Provided data:
use trapezoid_rs::{
    deviation, Error, LineSegment, Options, Point, Polygon, RandomizedIncrementalConstruction,
    Shuffled, TrapezoidMap,
};

fn square() -> Polygon<f64> {
    let data = [[0.0, 0.0], [4.0, 0.0], [4.0, 4.0], [0.0, 4.0]];
    Polygon::new(data, &[] as &[u32]).unwrap()
}

fn assert_locates_samples(ric: &RandomizedIncrementalConstruction<f64>) {
    for (id, trapezoid) in ric.trapezoidal_map().iter() {
        if let Some(sample) = trapezoid.sample_point() {
            assert!(trapezoid.contains(&sample));
            assert_eq!(ric.locate(&sample), Some(id), "sample {} of {}", sample, id);
        }
    }
}

fn bounded_by(map: &TrapezoidMap<f64>, segment: &LineSegment<f64>) -> usize {
    map.iter()
        .filter(|(_, t)| t.top == *segment || t.bottom == *segment)
        .count()
}

#[test]
fn test_square() {
    let ric = RandomizedIncrementalConstruction::new(square()).unwrap();
    assert_eq!(ric.trapezoidal_map().len(), 7);
    assert_eq!(ric.skipped(), 2);
    assert_eq!(ric.check_invariants(), Ok(()));
    assert!(deviation(ric.trapezoidal_map(), ric.bounding_box()).unwrap() < 1e-12);
    assert_locates_samples(&ric);
}

#[test]
fn test_single_crossing_edge() {
    let mut ric = RandomizedIncrementalConstruction::bounded(square(), Options::default());
    let diagonal = LineSegment::new(Point::new(0.0, 0.0), Point::new(4.0, 4.0));
    ric.insert_segment(diagonal).unwrap();

    let map = ric.trapezoidal_map();
    let below: Vec<_> = map.iter().filter(|(_, t)| t.top == diagonal).collect();
    let above: Vec<_> = map.iter().filter(|(_, t)| t.bottom == diagonal).collect();
    assert_eq!(below.len(), 1);
    assert_eq!(above.len(), 1);
    assert_eq!(bounded_by(map, &diagonal), 2);
}

#[test]
fn test_diagonal_through_square() {
    let mut ric = RandomizedIncrementalConstruction::new(square()).unwrap();
    let diagonal = LineSegment::new(Point::new(4.0, 4.0), Point::new(0.0, 0.0));
    ric.insert_segment(diagonal).unwrap();

    let map = ric.trapezoidal_map();
    assert_eq!(map.len(), 8);
    let wide = map
        .iter()
        .filter(|(_, t)| t.width() > 0.0 && (t.top == diagonal || t.bottom == diagonal))
        .count();
    assert_eq!(wide, 2);
    assert_eq!(ric.check_invariants(), Ok(()));
    assert_locates_samples(&ric);

    let below = ric.locate(&Point::new(3.0, 1.0)).unwrap();
    assert_eq!(map[below].top, diagonal);
    let above = ric.locate(&Point::new(1.0, 3.0)).unwrap();
    assert_eq!(map[above].bottom, diagonal);
}

#[test]
fn test_bounding_box() {
    let data = [[1.0, 2.0], [5.0, 3.0], [4.0, 6.0], [2.0, 5.0]];
    let polygon = Polygon::new(data, &[] as &[u32]).unwrap();
    let ric = RandomizedIncrementalConstruction::bounded(polygon, Options::default());

    let (_, root) = ric.trapezoidal_map().iter().next().unwrap();
    assert!(root.left_p.x <= 0.0);
    assert!(root.right_p.x >= 6.0);
    assert_eq!(ric.bounding_box().min, Point::new(0.0, 1.0));
    assert_eq!(ric.bounding_box().max, Point::new(6.0, 7.0));

    let options = Options {
        margin: 10.0,
        ..Options::default()
    };
    let polygon = Polygon::new(data, &[] as &[u32]).unwrap();
    let ric = RandomizedIncrementalConstruction::bounded(polygon, options);
    assert_eq!(ric.bounding_box().min, Point::new(-9.0, -8.0));
}

#[test]
fn test_vertical_edge_skip() {
    let mut ric = RandomizedIncrementalConstruction::new(square()).unwrap();
    let before = ric.trapezoidal_map().len();
    let vertical = LineSegment::new(Point::new(2.0, 1.0), Point::new(2.0, 3.0));
    ric.insert_segment(vertical).unwrap();
    assert_eq!(ric.trapezoidal_map().len(), before);
    assert_eq!(ric.skipped(), 3);
}

#[test]
fn test_hole() {
    let data = [
        [0.0, 0.0],
        [10.0, 0.0],
        [10.0, 10.0],
        [0.0, 10.0],
        [2.0, 2.0],
        [8.0, 2.0],
        [5.0, 8.0],
    ];
    let polygon = Polygon::new(data, &[4u32]).unwrap();
    polygon.check_simple().unwrap();
    let ric = RandomizedIncrementalConstruction::new(polygon).unwrap();
    // 1 + 7 distinct endpoints + 5 non-vertical edges
    assert_eq!(ric.trapezoidal_map().len(), 13);
    assert_eq!(ric.check_invariants(), Ok(()));
    assert!(deviation(ric.trapezoidal_map(), ric.bounding_box()).unwrap() < 1e-12);
    assert_locates_samples(&ric);

    // inside the hole: between its bottom edge and its two upper edges
    let id = ric.locate(&Point::new(5.0, 4.0)).unwrap();
    let t = &ric.trapezoidal_map()[id];
    assert_eq!(
        t.bottom,
        LineSegment::new(Point::new(2.0, 2.0), Point::new(8.0, 2.0))
    );
}

#[test]
fn test_shuffled_order() {
    let data = [
        [0.0, 0.0],
        [3.0, -1.0],
        [7.0, 1.0],
        [9.0, 5.0],
        [6.0, 8.0],
        [2.0, 7.0],
        [-1.0, 4.0],
    ];
    let input = RandomizedIncrementalConstruction::new(Polygon::new(data, &[] as &[u32]).unwrap())
        .unwrap();
    for seed in 0..8 {
        let polygon = Polygon::new(data, &[] as &[u32]).unwrap();
        let ric =
            RandomizedIncrementalConstruction::with_order(polygon, &mut Shuffled::new(seed))
                .unwrap();
        assert_eq!(
            ric.trapezoidal_map().len(),
            input.trapezoidal_map().len(),
            "seed {}",
            seed
        );
        assert_eq!(ric.check_invariants(), Ok(()));
        assert_locates_samples(&ric);
    }
    assert_eq!(input.trapezoidal_map().len(), 1 + 7 + 7);
}

#[test]
fn test_errors() {
    let vertical = LineSegment::new(Point::new(1.0, 0.0), Point::new(1.0, 5.0));
    assert_eq!(
        vertical.above_line(&Point::new(0.0, 0.0)),
        Err(Error::VerticalSegment)
    );
    assert_eq!(vertical.y_at(1.0), Err(Error::VerticalSegment));

    let line = [[0.0, 0.0], [100.0, 200.0]];
    assert_eq!(
        Polygon::new(line, &[] as &[u32]).unwrap_err(),
        Error::DegenerateRing { ring: 0 }
    );

    let bowtie = [[0.0, 0.0], [2.0, 2.0], [2.0, 0.0], [0.0, 2.0]];
    let polygon = Polygon::new(bowtie, &[] as &[u32]).unwrap();
    assert_eq!(
        polygon.check_simple(),
        Err(Error::SelfIntersection {
            first: 1,
            second: 3
        })
    );
    assert_eq!(
        Error::SelfIntersection {
            first: 1,
            second: 3
        }
        .to_string(),
        "edges 1 and 3 intersect"
    );
}

#[test]
fn test_locate_outside() {
    let ric = RandomizedIncrementalConstruction::new(square()).unwrap();
    assert_eq!(ric.locate(&Point::new(-2.0, 2.0)), None);
    assert_eq!(ric.locate(&Point::new(2.0, 100.0)), None);
    let inside = ric.locate(&Point::new(2.0, 2.0)).unwrap();
    let t = &ric.trapezoidal_map()[inside];
    assert_eq!(
        t.bottom,
        LineSegment::new(Point::new(0.0, 0.0), Point::new(4.0, 0.0))
    );
    assert_eq!(
        t.top,
        LineSegment::new(Point::new(0.0, 4.0), Point::new(4.0, 4.0))
    );
}
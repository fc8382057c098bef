use pagerank_core::{LinkGraph, PageId};
use serde::{Deserialize, Serialize};
use std::path::PathBuf;

/// Links found in one page of the corpus
#[derive(Debug, Clone, Serialize, Deserialize)]
pub struct PageScan {
    pub page: PageId,
    /// Every distinct `href` target other than the page itself
    pub links_found: Vec<String>,
    /// Targets that are pages of the corpus
    pub links_kept: usize,
}

impl PageScan {
    pub fn new(page: PageId) -> Self {
        Self {
            page,
            links_found: Vec::new(),
            links_kept: 0,
        }
    }
}

#[derive(Debug, Clone)]
pub struct CrawlOutput {
    pub graph: LinkGraph,
    pub scans: Vec<PageScan>,
    /// Files that looked like pages but could not be read
    pub skipped: Vec<(PathBuf, String)>,
}

impl CrawlOutput {
    pub fn total_links_found(&self) -> usize {
        self.scans.iter().map(|s| s.links_found.len()).sum()
    }
}
use thiserror::Error;

#[derive(Error, Debug, Clone, PartialEq)]
pub enum RankError {
    #[error("Invalid input: {0}")]
    InvalidInput(String),

    #[error("Iteration did not converge after {iterations} iterations (last delta {delta:.6})")]
    NonConvergence { iterations: usize, delta: f64 },
}

impl RankError {
    pub(crate) fn invalid(msg: impl Into<String>) -> Self {
        RankError::InvalidInput(msg.into())
    }
}

pub type Result<T> = std::result::Result<T, RankError>;

/// Reject damping factors outside the open interval (0, 1).
pub(crate) fn check_damping(damping: f64) -> Result<()> {
    if damping.is_finite() && damping > 0.0 && damping < 1.0 {
        Ok(())
    } else {
        Err(RankError::invalid(format!(
            "damping factor must be in (0, 1), got {}",
            damping
        )))
    }
}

Problem requirements:
Only the lines of the data holding the string "LinkGraph" are wanted; copy each of them.

Expected answer:
use pagerank_core::{LinkGraph, PageId};
    pub graph: LinkGraph,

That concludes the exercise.